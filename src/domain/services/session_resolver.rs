//! Session lookup contract used during connection admission.

use async_trait::async_trait;

use crate::domain::value_objects::{SessionId, UserId};

/// An authenticated `(user, session)` pair handed to the gateway on upgrade.
#[derive(Debug, Clone, PartialEq, Eq)]
pub struct AuthenticatedSession {
    pub user_id: UserId,
    pub session_id: SessionId,
}

impl AuthenticatedSession {
    pub fn new(user_id: impl Into<UserId>, session_id: impl Into<SessionId>) -> Self {
        Self {
            user_id: user_id.into(),
            session_id: session_id.into(),
        }
    }
}

/// Errors raised while resolving a session token.
#[derive(Debug, thiserror::Error)]
pub enum SessionError {
    #[error("Session not found")]
    NotFound,

    #[error("Session store unavailable: {0}")]
    Unavailable(String),
}

/// Resolves the opaque session token carried by the request cookie.
///
/// Session issuance, expiry and ban checks live in the HTTP layer; the gateway
/// only needs to know who is on the other end of a socket.
#[cfg_attr(test, mockall::automock)]
#[async_trait]
pub trait SessionResolver: Send + Sync {
    async fn resolve(&self, token: &str) -> Result<AuthenticatedSession, SessionError>;
}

********

**WORK INSTRUCTIONS**
Starting at the first line of the listing, retype every line up to and including the one with "layer; the gateway".

**WRITTEN REPLY**
filename src/domain/services/session_resolver.rs
//! Session lookup contract used during connection admission.

use async_trait::async_trait;

use crate::domain::value_objects::{SessionId, UserId};

/// An authenticated `(user, session)` pair handed to the gateway on upgrade.
#[derive(Debug, Clone, PartialEq, Eq)]
pub struct AuthenticatedSession {
    pub user_id: UserId,
    pub session_id: SessionId,
}

impl AuthenticatedSession {
    pub fn new(user_id: impl Into<UserId>, session_id: impl Into<SessionId>) -> Self {
        Self {
            user_id: user_id.into(),
            session_id: session_id.into(),
        }
    }
}

/// Errors raised while resolving a session token.
#[derive(Debug, thiserror::Error)]
pub enum SessionError {
    #[error("Session not found")]
    NotFound,

    #[error("Session store unavailable: {0}")]
    Unavailable(String),
}

/// Resolves the opaque session token carried by the request cookie.
///
/// Session issuance, expiry and ban checks live in the HTTP layer; the gateway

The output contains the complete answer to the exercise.